Misschien zit er wel een echt hardware defect
in.’
‘Is wel aardig van je, Marlies.’ Vincent stond
op en schuifelde peinzend door het vertrek.
‘Maar, dat is niet nodig. Ik denk niet dat er
iets fout is met die pc. Nee, er is iets anders
aan de hand.’
‘Iets anders? Een virus, misschien?’
‘Neenee. Het lijkt wel of die vastlopers…

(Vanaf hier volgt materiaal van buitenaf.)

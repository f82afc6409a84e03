//! Help command implementation; also renders the main menu.

use crate::shell::command::{Command, CommandRegistry, CommandResult, ShellContext};

/// Command to display the menu or help for one command.
pub struct HelpCommand;

/// The option list shown after login and by `help`.
pub fn render_menu(registry: &CommandRegistry) -> String {
    let mut output = String::from("Select one of the following options:\n");
    for cmd in registry.commands() {
        output.push_str(&format!("  {:<6}- {}\n", cmd.name(), cmd.description()));
    }
    output.push_str("\nType 'help <option>' for details.");
    output
}

impl Command for HelpCommand {
    fn name(&self) -> &str {
        "help"
    }

    fn aliases(&self) -> &[&str] {
        &["h", "?"]
    }

    fn description(&self) -> &str {
        "Show this menu"
    }

    fn usage(&self) -> &str {
        "help [option]"
    }

    fn help(&self) -> &str {
        "Without arguments, lists the menu options.\n\
         With an option code or name, shows detailed help for it.\n\n\
         Examples:\n  \
           help\n  \
           help vm"
    }

    fn execute(&self, args: &[&str], ctx: &mut ShellContext) -> CommandResult {
        let Some(registry) = ctx.registry else {
            return CommandResult::error("Help not available (no registry)");
        };

        let Some(&cmd_name) = args.first() else {
            return CommandResult::success(render_menu(registry));
        };

        match registry.get(cmd_name) {
            Some(cmd) => {
                let aliases = cmd.aliases();
                let alias_str = if aliases.is_empty() {
                    String::new()
                } else {
                    format!("\nAliases: {}", aliases.join(", "))
                };
                CommandResult::success(format!(
                    "{}\n\nUsage: {}{}\n\n{}",
                    cmd.description().to_uppercase(),
                    cmd.usage(),
                    alias_str,
                    cmd.help()
                ))
            }
            None => CommandResult::error(format!(
                "Unknown option: '{}'\nType 'help' to see available options.",
                cmd_name
            )),
        }
    }

    fn max_args(&self) -> usize {
        1
    }
}
//! Logging setup for taskmgr.
//!
//! Records go to a log file with timestamps; warnings and errors are also
//! echoed to the terminal when one is attached.

use anyhow::{Result, anyhow};
use log::LevelFilter;
use simplelog::{
    ColorChoice, CombinedLogger, ConfigBuilder, SharedLogger, TermLogger, TerminalMode, WriteLogger,
};
use std::fs::OpenOptions;
use std::path::{Path, PathBuf};

/// Configuration for the logging system.
#[derive(Debug, Clone)]
pub struct LogConfig {
    /// Path to the log file.
    pub path: PathBuf,
    /// Minimum log level to record.
    pub level: LevelFilter,
    /// Maximum log file size in bytes before rotation (0 = no limit).
    pub max_size: u64,
}

impl Default for LogConfig {
    fn default() -> Self {
        Self {
            path: PathBuf::from("taskmgr.log"),
            level: LevelFilter::Info,
            max_size: 10 * 1024 * 1024,
        }
    }
}

impl LogConfig {
    pub fn new(path: PathBuf) -> Self {
        Self {
            path,
            ..Default::default()
        }
    }

    pub fn with_level(mut self, level: LevelFilter) -> Self {
        self.level = level;
        self
    }

    pub fn with_max_size(mut self, max_size: u64) -> Self {
        self.max_size = max_size;
        self
    }
}

/// Installs the global logger.
///
/// The file logger records at `config.level`; the terminal logger only
/// shows warnings and errors so it does not clutter the menu.
pub fn init_logging(config: &LogConfig) -> Result<()> {
    if let Some(parent) = config.path.parent() {
        if !parent.as_os_str().is_empty() && !parent.exists() {
            std::fs::create_dir_all(parent)?;
        }
    }

    if needs_rotation(config) {
        rotate_log(&config.path)?;
    }

    let log_file = OpenOptions::new()
        .create(true)
        .append(true)
        .open(&config.path)
        .map_err(|e| anyhow!("Failed to open log file {}: {}", config.path.display(), e))?;

    let file_config = ConfigBuilder::new()
        .set_time_format_rfc3339()
        .set_target_level(LevelFilter::Off)
        .set_location_level(LevelFilter::Debug)
        .build();

    let term_config = ConfigBuilder::new()
        .set_time_level(LevelFilter::Off)
        .set_target_level(LevelFilter::Off)
        .set_location_level(LevelFilter::Off)
        .build();

    let mut loggers: Vec<Box<dyn SharedLogger>> = vec![WriteLogger::new(
        config.level,
        file_config,
        log_file,
    )];

    if std::env::var("TERM").is_ok() {
        loggers.push(TermLogger::new(
            LevelFilter::Warn,
            term_config,
            TerminalMode::Mixed,
            ColorChoice::Auto,
        ));
    }

    CombinedLogger::init(loggers).map_err(|e| anyhow!("Failed to initialize logger: {}", e))?;

    log::info!("Logging initialized at level {:?}", config.level);
    log::debug!("Log file: {}", config.path.display());

    Ok(())
}

fn needs_rotation(config: &LogConfig) -> bool {
    config.max_size > 0
        && std::fs::metadata(&config.path)
            .map(|m| m.len() > config.max_size)
            .unwrap_or(false)
}

/// Renames the log file with a timestamp suffix.
fn rotate_log(path: &Path) -> Result<PathBuf> {
    let timestamp = chrono::Local::now().format("%Y%m%d_%H%M%S");
    let rotated_name = format!(
        "{}.{}",
        path.file_name()
            .and_then(|n| n.to_str())
            .unwrap_or("taskmgr.log"),
        timestamp
    );

    let rotated_path = path.with_file_name(rotated_name);
    std::fs::rename(path, &rotated_path)?;

    log::info!("Rotated log file to: {}", rotated_path.display());
    Ok(rotated_path)
}

/// Runs `f` and logs how long it took at debug level.
pub fn timed<T, F: FnOnce() -> T>(operation: &str, f: F) -> T {
    let start = std::time::Instant::now();
    let result = f();
    log::debug!("{} completed in {:?}", operation, start.elapsed());
    result
}

#[cfg(test)]
mod tests {
    use super::*;
    use tempfile::TempDir;

    #[test]
    fn test_log_config_default() {
        let config = LogConfig::default();
        assert_eq!(config.level, LevelFilter::Info);
        assert_eq!(config.max_size, 10 * 1024 * 1024);
    }

    #[test]
    fn test_log_config_builder() {
        let config = LogConfig::new(PathBuf::from("/tmp/test.log"))
            .with_level(LevelFilter::Trace)
            .with_max_size(1024);

        assert_eq!(config.path, PathBuf::from("/tmp/test.log"));
        assert_eq!(config.level, LevelFilter::Trace);
        assert_eq!(config.max_size, 1024);
    }

    #[test]
    fn test_rotation() {
        let dir = TempDir::new().unwrap();
        let path = dir.path().join("taskmgr.log");
        std::fs::write(&path, "x".repeat(64)).unwrap();

        let config = LogConfig::new(path.clone()).with_max_size(16);
        assert!(needs_rotation(&config));

        let rotated = rotate_log(&path).unwrap();
        assert!(!path.exists());
        assert!(rotated.exists());
        assert!(!needs_rotation(&config));
    }

    #[test]
    fn test_timed_operation() {
        assert_eq!(timed("answer", || 42), 42);
    }
}
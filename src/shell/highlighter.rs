//! Colouring for the menu line and for command output.

use rustyline::highlight::{CmdKind, Highlighter};
use std::borrow::Cow;
use std::sync::Arc;

use crate::shell::command::CommandRegistry;

/// ANSI escape codes.
pub mod colors {
    pub const RESET: &str = "\x1b[0m";
    pub const BOLD: &str = "\x1b[1m";
    pub const DIM: &str = "\x1b[2m";

    pub const RED: &str = "\x1b[31m";
    pub const GREEN: &str = "\x1b[32m";
    pub const YELLOW: &str = "\x1b[33m";
    pub const CYAN: &str = "\x1b[36m";

    pub const BRIGHT_RED: &str = "\x1b[91m";
    pub const BRIGHT_GREEN: &str = "\x1b[92m";
    pub const BRIGHT_CYAN: &str = "\x1b[96m";
}

/// Highlights known commands in cyan and unknown ones in red.
pub struct MenuHighlighter {
    registry: Arc<CommandRegistry>,
}

impl MenuHighlighter {
    pub fn new(registry: Arc<CommandRegistry>) -> Self {
        Self { registry }
    }

    fn highlight_line(&self, line: &str) -> String {
        let trimmed = line.trim_start();
        let Some(command) = trimmed.split_whitespace().next() else {
            return line.to_string();
        };

        let leading = &line[..line.len() - trimmed.len()];
        let rest = &trimmed[command.len()..];

        let styled = if self.registry.get(command).is_some() {
            format!("{}{}{}{}", colors::BOLD, colors::CYAN, command, colors::RESET)
        } else {
            format!("{}{}{}", colors::RED, command, colors::RESET)
        };

        let args = if rest.trim().is_empty() {
            rest.to_string()
        } else {
            format!("{}{}{}", colors::YELLOW, rest, colors::RESET)
        };

        format!("{}{}{}", leading, styled, args)
    }
}

impl Highlighter for MenuHighlighter {
    fn highlight<'l>(&self, line: &'l str, _pos: usize) -> Cow<'l, str> {
        Cow::Owned(self.highlight_line(line))
    }

    fn highlight_prompt<'b, 's: 'b, 'p: 'b>(
        &'s self,
        prompt: &'p str,
        _default: bool,
    ) -> Cow<'b, str> {
        Cow::Owned(format!(
            "{}{}{}{}",
            colors::BOLD,
            colors::BRIGHT_GREEN,
            prompt,
            colors::RESET
        ))
    }

    fn highlight_hint<'h>(&self, hint: &'h str) -> Cow<'h, str> {
        Cow::Owned(format!("{}{}{}", colors::DIM, hint, colors::RESET))
    }

    fn highlight_candidate<'c>(
        &self,
        candidate: &'c str,
        _completion: rustyline::CompletionType,
    ) -> Cow<'c, str> {
        Cow::Owned(format!(
            "{}{}{}",
            colors::BRIGHT_CYAN,
            candidate,
            colors::RESET
        ))
    }

    fn highlight_char(&self, _line: &str, _pos: usize, _kind: CmdKind) -> bool {
        true
    }
}

/// Styling for messages printed by the shell.
pub struct OutputHighlighter;

impl OutputHighlighter {
    pub fn success(msg: &str) -> String {
        format!("{}{}{}", colors::GREEN, msg, colors::RESET)
    }

    pub fn error(msg: &str) -> String {
        format!("{}{}{}", colors::BRIGHT_RED, msg, colors::RESET)
    }

    pub fn warning(msg: &str) -> String {
        format!("{}{}{}", colors::YELLOW, msg, colors::RESET)
    }

    pub fn heading(msg: &str) -> String {
        format!("{}{}{}", colors::BOLD, msg, colors::RESET)
    }
}
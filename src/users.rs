//! Credential store backed by `user.txt`.
//!
//! One `username;password` entry per line. Passwords are compared by exact
//! equality.

use std::fs;
use std::path::PathBuf;

use crate::error::{Error, LineError, ParseError, Result};
use crate::task::check_text;

/// Username of the privileged account.
pub const ADMIN: &str = "admin";

/// Contents written to a freshly created credential file.
pub const SEED_ENTRY: &str = "admin;password";

/// A single username/password pair.
#[derive(Debug, Clone, PartialEq, Eq)]
pub struct Credential {
    pub username: String,
    pub password: String,
}

impl Credential {
    /// Decodes a `username;password` line.
    pub fn parse_line(line: &str) -> std::result::Result<Self, ParseError> {
        let fields: Vec<&str> = line.split(';').collect();
        if fields.len() != 2 {
            return Err(ParseError::FieldCount {
                expected: 2,
                found: fields.len(),
            });
        }
        if fields[0].is_empty() {
            return Err(ParseError::EmptyField { field: "username" });
        }
        Ok(Self {
            username: fields[0].to_string(),
            password: fields[1].to_string(),
        })
    }

    pub fn to_line(&self) -> String {
        format!("{};{}", self.username, self.password)
    }
}

/// The set of known users, in file order followed by registration order.
#[derive(Debug)]
pub struct UserStore {
    path: PathBuf,
    entries: Vec<Credential>,
    rejected: Vec<LineError>,
}

impl UserStore {
    /// Loads the store from `path`, seeding it with the admin account if the
    /// file does not exist yet.
    ///
    /// Lines that do not split into exactly two fields are logged, recorded
    /// in [`rejected`](Self::rejected) and skipped.
    pub fn load(path: impl Into<PathBuf>) -> Result<Self> {
        let path = path.into();

        if !path.exists() {
            fs::write(&path, SEED_ENTRY).map_err(|e| Error::io(&path, e))?;
            log::info!("Created credential file {}", path.display());
        }

        let content = fs::read_to_string(&path).map_err(|e| Error::io(&path, e))?;

        let mut store = Self {
            path,
            entries: Vec::new(),
            rejected: Vec::new(),
        };

        for (idx, raw) in content.split('\n').enumerate() {
            let raw = raw.trim_end_matches('\r');
            if raw.trim().is_empty() {
                continue;
            }
            match Credential::parse_line(raw) {
                Ok(credential) => store.upsert(credential),
                Err(source) => {
                    let err = LineError {
                        path: store.path.clone(),
                        line: idx + 1,
                        raw: raw.to_string(),
                        source,
                    };
                    log::warn!("Skipping invalid user entry: {}", err);
                    store.rejected.push(err);
                }
            }
        }

        log::debug!(
            "Loaded {} users from {}",
            store.entries.len(),
            store.path.display()
        );
        Ok(store)
    }

    fn upsert(&mut self, credential: Credential) {
        match self
            .entries
            .iter_mut()
            .find(|c| c.username == credential.username)
        {
            Some(existing) => existing.password = credential.password,
            None => self.entries.push(credential),
        }
    }

    /// Checks a username/password pair.
    pub fn authenticate(&self, username: &str, password: &str) -> Result<()> {
        let credential = self
            .entries
            .iter()
            .find(|c| c.username == username)
            .ok_or_else(|| Error::UnknownUser(username.to_string()))?;

        if credential.password != password {
            return Err(Error::WrongPassword);
        }
        Ok(())
    }

    /// Adds a new user and writes the whole store back to disk.
    pub fn register(&mut self, username: &str, password: &str, confirm: &str) -> Result<()> {
        if self.contains(username) {
            return Err(Error::UsernameTaken(username.to_string()));
        }
        if password != confirm {
            return Err(Error::PasswordMismatch);
        }
        check_text("Username", username, false)?;
        check_text("Password", password, true)?;

        self.entries.push(Credential {
            username: username.to_string(),
            password: password.to_string(),
        });
        if let Err(e) = self.save() {
            self.entries.pop();
            return Err(e);
        }

        log::info!("Registered user {}", username);
        Ok(())
    }

    /// Overwrites the backing file with every entry.
    pub fn save(&self) -> Result<()> {
        let content = self
            .entries
            .iter()
            .map(Credential::to_line)
            .collect::<Vec<_>>()
            .join("\n");
        fs::write(&self.path, content).map_err(|e| Error::io(&self.path, e))?;
        log::debug!("Saved {} users to {}", self.entries.len(), self.path.display());
        Ok(())
    }

    pub fn contains(&self, username: &str) -> bool {
        self.entries.iter().any(|c| c.username == username)
    }

    /// Usernames in store order.
    pub fn usernames(&self) -> impl Iterator<Item = &str> {
        self.entries.iter().map(|c| c.username.as_str())
    }

    pub fn len(&self) -> usize {
        self.entries.len()
    }

    pub fn is_empty(&self) -> bool {
        self.entries.is_empty()
    }

    /// Lines skipped during the last load.
    pub fn rejected(&self) -> &[LineError] {
        &self.rejected
    }
}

speciaal voor mij bedoeld waren.’
‘Huh? Je bedoelt dat iemand jou via het net
bewust zit te treiteren? Te terroriseren? Dat
moeten we makkelijk kunnen opsporen, lijkt me.
Zal ik…’
‘Nee, meid, ik denk niet dat dat nodig is. Nee,
het lijkt wel of iemand mij iets wil zeggen, of
iemand mij ergens bij wil betrekken.’
‘Wel een vreemde manier, dan.’
Vincent pakte een hand van Marlies vast.
‘Marlies, wist je dat een heleboel organismen op
een bepaalde manier aan kunnen voelen, dat hun
dood, hun einde nabij is? Een soort zesde
zintuig? Een onderontwikkelde voelspriet in een
andere dimensie?’
Een ander verschil tussen Vincent en Marlies.
Vincent was nogal een zwever. Zijn fantasie was
groter dan zijn realiteitszin.
Marlies raakte enigszins bezorgd over zijn
laatste opmerking.
‘Nee, niet bij mezelf, Marlies. Niet bij
mezelf…’
Er viel een korte stilte.
‘He, Vince. Ik maakte me echt zorgen over je. En
terecht, zoals ik nu zie. Ik was zelfs een beetje
bang… voor ons. Ik bedoel, je hebt drie dagen
niks van je laten horen.’
Marlies sloeg even haar ogen neer en sprak
verder.
‘Als er iets is, dan kun je altijd bij me
terecht. Ik wil gewoon dat je dat weet, Vince.’
Vince legde zijn gezicht tegen het hare.
Enige tijd later schakelde Vincent zijn pc aan.
Zowel hij als Marlies zagen hoe vrijwel
onmiddellijk na het aanschakelen het scherm de
mysterieuze afbeelding vertoonde.
‘Er is iets met jouw pc, Vince…’
Op het moment dat Marlies deze woorden uitsprak,
realiseerde Vincent zich, als bij donderslag, een
merkwaardige toevalligheid. Onmiddellijk daarna
verbazing, dat hij dit niet eerder had bemerkt.